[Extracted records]

══════════════════════════════

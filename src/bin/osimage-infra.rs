// Entrypoint for `osimage-infra`: the Terraform task runner.

use std::process;

use osimage_cli::infra::{dialoguer_prompt, parse_infra_args, InfraError, Terraform};
use osimage_cli::output::Console;
use osimage_cli::runner::SystemRunner;
use osimage_cli::telemetry;

fn main() {
    if let Err(err) = telemetry::init() {
        eprintln!("{err:#}");
    }

    let cli = match parse_infra_args(std::env::args_os()) {
        Ok(cli) => cli,
        Err(InfraError::Usage(text)) => {
            eprint!("{text}");
            process::exit(1);
        }
        Err(err) => {
            eprintln!("{err}");
            process::exit(err.exit_code());
        }
    };
    let runner = SystemRunner::from_env();
    let terraform = Terraform::new(&runner, &cli);

    if let Err(err) = terraform.run_task(&cli.task, dialoguer_prompt) {
        let code = err.exit_code();
        // anyhow's alternate format appends the io source after the message.
        Console::stderr().error(&format!("{:#}", anyhow::Error::new(err)));
        process::exit(code);
    }
}
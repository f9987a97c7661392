// Tracing setup shared by both binaries. `RUST_LOG` picks the level;
// diagnostics go to stderr so stdout stays clean for attribute dumps.

use anyhow::{anyhow, Result};
use tracing_subscriber::EnvFilter;

const DEFAULT_FILTER: &str = "warn";

pub fn init() -> Result<()> {
    let filter = EnvFilter::try_from_default_env().unwrap_or_else(|_| EnvFilter::new(DEFAULT_FILTER));
    tracing_subscriber::fmt()
        .with_env_filter(filter)
        .with_writer(std::io::stderr)
        .with_target(false)
        .try_init()
        .map_err(|err| anyhow!("failed to install tracing subscriber: {err}"))
}
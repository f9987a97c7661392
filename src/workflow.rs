// Upload pipeline: dependencies -> credentials -> file -> connection ->
// upload -> verify. Each stage returns a `WorkflowResult`; the first error
// ends the run. Nothing is retried and nothing mutating happens before the
// connection check has passed.

use std::fs;
use std::io::Write;
use std::path::Path;
use std::time::Duration;

use indicatif::{ProgressBar, ProgressStyle};
use tracing::{debug, info, warn};

use crate::config::{CloudEnv, Config, Tools};
use crate::error::{WorkflowError, WorkflowResult};
use crate::openstack::{probe_endpoint, ImageClient, ImageStatus, UploadResult};
use crate::output::Console;
use crate::request::UploadRequest;
use crate::runner::{CommandRunner, Invocation};

/// Files below this size are almost certainly not a bootable image.
pub const MIN_PLAUSIBLE_SIZE: u64 = 1024 * 1024;

/// HTTP reachability check for the identity endpoint.
pub type EndpointProbe = fn(&str) -> Result<u16, reqwest::Error>;

#[derive(Clone, Debug, PartialEq, Eq)]
pub struct FileInfo {
    pub size_bytes: u64,
    /// Output of `file -b`, when it could be obtained.
    pub kind: Option<String>,
}

/// Every required tool must resolve; all missing ones are reported at once.
pub fn check_dependencies(tools: &Tools, runner: &dyn CommandRunner) -> WorkflowResult<()> {
    let missing: Vec<String> = tools
        .required()
        .into_iter()
        .filter(|tool| !runner.is_available(tool))
        .map(str::to_string)
        .collect();
    if missing.is_empty() {
        Ok(())
    } else {
        Err(WorkflowError::Dependency { missing })
    }
}

pub fn check_credentials(config: &Config) -> WorkflowResult<CloudEnv> {
    CloudEnv::from_lookup(|key| config.env_var(key))
}

pub fn validate_image_file<W: Write>(
    path: &Path,
    runner: &dyn CommandRunner,
    console: &mut Console<W>,
) -> WorkflowResult<FileInfo> {
    let meta = fs::metadata(path)
        .ok()
        .filter(|meta| meta.is_file())
        .ok_or_else(|| WorkflowError::Validation {
            path: path.to_path_buf(),
        })?;
    let size_bytes = meta.len();
    if size_bytes < MIN_PLAUSIBLE_SIZE {
        console.warn(&format!(
            "image file is very small ({size_bytes} bytes); is this really a disk image?"
        ));
    }

    let kind = runner
        .run(&Invocation::new("file").args(["-b".to_string(), path.to_string_lossy().into_owned()]))
        .ok()
        .filter(|output| output.success())
        .map(|output| output.stdout.trim().to_string())
        .filter(|kind| !kind.is_empty());
    console.info(&format!(
        "image file: {} ({})",
        path.display(),
        format_size(size_bytes)
    ));
    if let Some(kind) = &kind {
        console.info(&format!("file type: {kind}"));
    }
    Ok(FileInfo { size_bytes, kind })
}

pub fn test_connection<W: Write>(
    client: &ImageClient<'_>,
    cloud: &CloudEnv,
    probe: EndpointProbe,
    console: &mut Console<W>,
) -> WorkflowResult<()> {
    match probe(&cloud.auth_url) {
        Ok(status) => debug!(url = %cloud.auth_url, status, "identity endpoint reachable"),
        Err(err) => {
            warn!(url = %cloud.auth_url, error = %err, "identity endpoint probe failed");
            console.warn(&format!("could not reach {}: {err}", cloud.auth_url));
        }
    }
    console.info("testing connection to the image service...");
    client.list_images()?;
    console.success("connection to the image service verified");
    Ok(())
}

pub fn upload<W: Write>(
    client: &ImageClient<'_>,
    request: &UploadRequest,
    console: &mut Console<W>,
) -> WorkflowResult<()> {
    console.info(&format!(
        "uploading '{}' as {} ({}, min disk {} GB, min ram {} MB{})",
        request.name,
        request.disk_format,
        request.visibility,
        request.min_disk_gb,
        request.min_ram_mb,
        if request.protected { ", protected" } else { "" }
    ));
    info!(name = %request.name, timeout_secs = request.timeout.as_secs(), "starting upload");

    let spinner = ProgressBar::new_spinner();
    if let Ok(style) = ProgressStyle::with_template("{spinner} {msg} [{elapsed}]") {
        spinner.set_style(style);
    }
    spinner.set_message(format!("Uploading {}...", request.name));
    spinner.enable_steady_tick(Duration::from_millis(120));
    let outcome = client.create_image(request);
    spinner.finish_and_clear();
    outcome?;

    console.success(&format!("image '{}' created", request.name));
    if let Some(attributes) = client.show_image(&request.name)? {
        console.block(&attributes.render());
    }
    Ok(())
}

/// Query the status once. `queued`/`saving` are accepted without waiting for
/// `active`.
pub fn verify<W: Write>(
    client: &ImageClient<'_>,
    name: &str,
    console: &mut Console<W>,
) -> WorkflowResult<UploadResult> {
    let status = client
        .image_status(name)?
        .ok_or_else(|| WorkflowError::ImageNotFound {
            name: name.to_string(),
        })?;
    match &status {
        ImageStatus::Active => console.success(&format!("image '{name}' is active")),
        ImageStatus::Queued | ImageStatus::Saving => console.warn(&format!(
            "image '{name}' is {status}; upload accepted but still processing"
        )),
        ImageStatus::Error => {
            let attributes = client
                .show_image(name)?
                .map(|attrs| attrs.render())
                .unwrap_or_else(|| "no attributes available".to_string());
            return Err(WorkflowError::ImageFailed {
                name: name.to_string(),
                attributes,
            });
        }
        ImageStatus::Unknown(raw) => {
            console.warn(&format!("image '{name}' reports unrecognized status '{raw}'"))
        }
    }
    Ok(UploadResult {
        name: name.to_string(),
        status,
    })
}

/// Run every stage after argument parsing.
pub fn run<W: Write>(
    config: &Config,
    runner: &dyn CommandRunner,
    probe: EndpointProbe,
    console: &mut Console<W>,
) -> WorkflowResult<UploadResult> {
    let request = &config.request;

    check_dependencies(&config.tools, runner)?;
    let cloud = check_credentials(config)?;
    debug!(?cloud, "credentials loaded");
    validate_image_file(&request.image_path, runner, console)?;

    let client = ImageClient::new(runner, config.tools.image_cli.clone(), cloud.clone());
    test_connection(&client, &cloud, probe, console)?;
    upload(&client, request, console)?;
    verify(&client, &request.name, console)
}

/// `run` wired to the real identity-endpoint probe.
pub fn run_with_defaults<W: Write>(
    config: &Config,
    runner: &dyn CommandRunner,
    console: &mut Console<W>,
) -> WorkflowResult<UploadResult> {
    run(config, runner, probe_endpoint, console)
}

fn format_size(bytes: u64) -> String {
    const UNITS: [&str; 5] = ["B", "KiB", "MiB", "GiB", "TiB"];
    let mut value = bytes as f64;
    let mut unit = 0;
    while value >= 1024.0 && unit < UNITS.len() - 1 {
        value /= 1024.0;
        unit += 1;
    }
    if unit == 0 {
        format!("{bytes} B")
    } else {
        format!("{value:.1} {}", UNITS[unit])
    }
}
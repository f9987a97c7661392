// Entrypoint for `osimage-upload`.
// - Keeps `main` small: parse, build the config once, hand it to the workflow.
// - Every failure ends with exit status 1.

use std::process;

use osimage_cli::cli::parse_arguments;
use osimage_cli::config::Config;
use osimage_cli::error::WorkflowError;
use osimage_cli::output::Console;
use osimage_cli::runner::SystemRunner;
use osimage_cli::{telemetry, workflow};

fn main() {
    if let Err(err) = telemetry::init() {
        eprintln!("{err:#}");
    }

    let request = match parse_arguments(std::env::args_os()) {
        Ok(request) => request,
        Err(WorkflowError::Help(text)) => {
            print!("{text}");
            process::exit(1);
        }
        Err(err) => {
            eprint!("{err}");
            process::exit(err.exit_code());
        }
    };

    // Environment is read exactly once, here.
    let environment = std::env::vars_os()
        .filter_map(|(key, value)| Some((key.into_string().ok()?, value.into_string().ok()?)))
        .collect();
    let config = Config::new(request, environment);
    let runner = SystemRunner::from_env();
    let mut console = Console::stderr();

    match workflow::run_with_defaults(&config, &runner, &mut console) {
        Ok(result) => {
            console.success(&format!(
                "upload of '{}' finished with status {}",
                result.name, result.status
            ));
        }
        Err(err) => {
            let code = err.exit_code();
            console.error(&format!("{:#}", anyhow::Error::new(err)));
            process::exit(code);
        }
    }
}
// Terraform task runner behind `osimage-infra`.
// Each task maps to one `terraform` invocation run in the configuration
// directory with the terminal handed over to terraform. `apply` prefers the
// saved plan artifact and falls back to a fresh auto-approved apply when the
// artifact is missing or stale. `destroy` needs the operator to type
// `destroy` unless `--auto-approve` is given.

use std::ffi::OsString;
use std::fs;
use std::io;
use std::path::{Path, PathBuf};

use clap::{Parser, Subcommand};
use thiserror::Error;
use tracing::{info, warn};

use crate::runner::{CommandOutput, CommandRunner, Invocation};

pub const DESTROY_CONFIRMATION: &str = "destroy";
const CACHE_DIR: &str = ".terraform";

#[derive(Parser, Debug)]
#[command(name = "osimage-infra", about = "Run Terraform tasks for the image infrastructure")]
pub struct InfraCli {
    /// Directory holding the Terraform configuration.
    #[arg(long, default_value = ".")]
    pub dir: PathBuf,
    /// Variables file, relative to `--dir`; used only if it exists.
    #[arg(long, default_value = "terraform.tfvars")]
    pub var_file: PathBuf,
    /// Saved plan artifact, relative to `--dir`.
    #[arg(long, default_value = "tfplan")]
    pub plan_file: PathBuf,
    #[arg(long, env = "TF_BIN", default_value = "terraform")]
    pub terraform: String,
    #[command(subcommand)]
    pub task: Task,
}

#[derive(Subcommand, Debug, Clone, PartialEq, Eq)]
pub enum Task {
    Init,
    Validate,
    /// Check formatting without rewriting files.
    FmtCheck,
    Plan,
    Apply,
    Destroy {
        #[arg(long)]
        auto_approve: bool,
    },
    /// List resources tracked in the state.
    State,
    /// Select an existing workspace.
    Workspace { name: String },
    /// Remove the local cache directory and the plan artifact.
    Clean,
}

pub type InfraResult<T> = Result<T, InfraError>;

#[derive(Debug, Error)]
pub enum InfraError {
    /// Bad arguments, `--help` included. Carries clap's rendered text.
    #[error("{0}")]
    Usage(String),
    #[error("{program} not found on PATH")]
    MissingTerraform { program: String },
    #[error("terraform {task} failed (exit status {code})")]
    Terraform { task: &'static str, code: i32 },
    #[error("failed to run {program}")]
    Command {
        program: String,
        #[source]
        source: io::Error,
    },
    #[error("destroy aborted: confirmation not given")]
    Aborted,
    #[error("failed to read confirmation")]
    Prompt(#[source] io::Error),
    #[error("failed to remove {}", .path.display())]
    Cleanup {
        path: PathBuf,
        #[source]
        source: io::Error,
    },
}

impl InfraError {
    pub const fn exit_code(&self) -> i32 {
        1
    }
}

/// Parse `argv` without letting clap exit; every parse outcome other than
/// success becomes [`InfraError::Usage`].
pub fn parse_infra_args<I, T>(argv: I) -> InfraResult<InfraCli>
where
    I: IntoIterator<Item = T>,
    T: Into<OsString> + Clone,
{
    InfraCli::try_parse_from(argv).map_err(|err| InfraError::Usage(err.render().to_string()))
}

/// Asks the operator to type the confirmation word; returns what was typed.
pub type ConfirmPrompt = fn(&str) -> io::Result<String>;

/// Interactive prompt backed by dialoguer.
pub fn dialoguer_prompt(expected: &str) -> io::Result<String> {
    dialoguer::Input::<String>::new()
        .with_prompt(format!("Type '{expected}' to destroy all managed resources"))
        .allow_empty(true)
        .interact_text()
}

pub struct Terraform<'a> {
    runner: &'a dyn CommandRunner,
    program: String,
    dir: PathBuf,
    var_file: PathBuf,
    plan_file: PathBuf,
}

impl<'a> Terraform<'a> {
    pub fn new(runner: &'a dyn CommandRunner, cli: &InfraCli) -> Self {
        Terraform {
            runner,
            program: cli.terraform.clone(),
            dir: cli.dir.clone(),
            var_file: cli.var_file.clone(),
            plan_file: cli.plan_file.clone(),
        }
    }

    pub fn run_task(&self, task: &Task, prompt: ConfirmPrompt) -> InfraResult<()> {
        if *task == Task::Clean {
            return self.clean();
        }
        if !self.runner.is_available(&self.program) {
            return Err(InfraError::MissingTerraform {
                program: self.program.clone(),
            });
        }
        match task {
            Task::Init => self.expect_success("init", vec!["init".into()]),
            Task::Validate => self.expect_success("validate", vec!["validate".into()]),
            Task::FmtCheck => self.expect_success(
                "fmt",
                vec!["fmt".into(), "-check".into(), "-recursive".into()],
            ),
            Task::Plan => {
                let mut args = vec!["plan".to_string(), format!("-out={}", self.plan_file.display())];
                args.extend(self.var_args());
                self.expect_success("plan", args)
            }
            Task::Apply => self.apply(),
            Task::Destroy { auto_approve } => self.destroy(*auto_approve, prompt),
            Task::State => self.expect_success("state", vec!["state".into(), "list".into()]),
            Task::Workspace { name } => self.expect_success(
                "workspace",
                vec!["workspace".into(), "select".into(), name.clone()],
            ),
            Task::Clean => self.clean(),
        }
    }

    fn var_args(&self) -> Vec<String> {
        if self.dir.join(&self.var_file).is_file() {
            vec![format!("-var-file={}", self.var_file.display())]
        } else {
            Vec::new()
        }
    }

    fn terraform(&self, args: Vec<String>) -> InfraResult<CommandOutput> {
        let invocation = Invocation::new(self.program.clone())
            .args(args)
            .current_dir(&self.dir)
            .streaming();
        info!(command = %invocation.display(), dir = %self.dir.display(), "running terraform");
        self.runner
            .run(&invocation)
            .map_err(|source| InfraError::Command {
                program: self.program.clone(),
                source,
            })
    }

    fn expect_success(&self, task: &'static str, args: Vec<String>) -> InfraResult<()> {
        let output = self.terraform(args)?;
        if output.success() {
            Ok(())
        } else {
            Err(InfraError::Terraform {
                task,
                code: output.code.unwrap_or(-1),
            })
        }
    }

    fn apply(&self) -> InfraResult<()> {
        if self.dir.join(&self.plan_file).is_file() {
            let output = self.terraform(vec![
                "apply".into(),
                self.plan_file.display().to_string(),
            ])?;
            if output.success() {
                return Ok(());
            }
            warn!(plan = %self.plan_file.display(), "saved plan could not be applied, applying fresh");
        } else {
            info!(plan = %self.plan_file.display(), "no saved plan, applying fresh");
        }
        let mut args = vec!["apply".to_string(), "-auto-approve".to_string()];
        args.extend(self.var_args());
        self.expect_success("apply", args)
    }

    fn destroy(&self, auto_approve: bool, prompt: ConfirmPrompt) -> InfraResult<()> {
        if !auto_approve {
            let typed = prompt(DESTROY_CONFIRMATION).map_err(InfraError::Prompt)?;
            if typed.trim() != DESTROY_CONFIRMATION {
                return Err(InfraError::Aborted);
            }
        }
        let mut args = vec!["destroy".to_string(), "-auto-approve".to_string()];
        args.extend(self.var_args());
        self.expect_success("destroy", args)
    }

    fn clean(&self) -> InfraResult<()> {
        remove_if_present(&self.dir.join(CACHE_DIR))?;
        remove_if_present(&self.dir.join(&self.plan_file))
    }
}

fn remove_if_present(path: &Path) -> InfraResult<()> {
    let result = if path.is_dir() {
        fs::remove_dir_all(path)
    } else {
        fs::remove_file(path)
    };
    match result {
        Ok(()) => {
            info!(path = %path.display(), "removed");
            Ok(())
        }
        Err(err) if err.kind() == io::ErrorKind::NotFound => Ok(()),
        Err(source) => Err(InfraError::Cleanup {
            path: path.to_path_buf(),
            source,
        }),
    }
}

══════════════════════════════

▸ **REQUIRED ACTION**:
Among the lines of the records, copy out each one that contains the word "Some".

▸ **EXERCISE RESULT**:
    if let Some(kind) = &kind {
    if let Some(attributes) = client.show_image(&request.name)? {
        .filter_map(|(key, value)| Some((key.into_string().ok()?, value.into_string().ok()?)))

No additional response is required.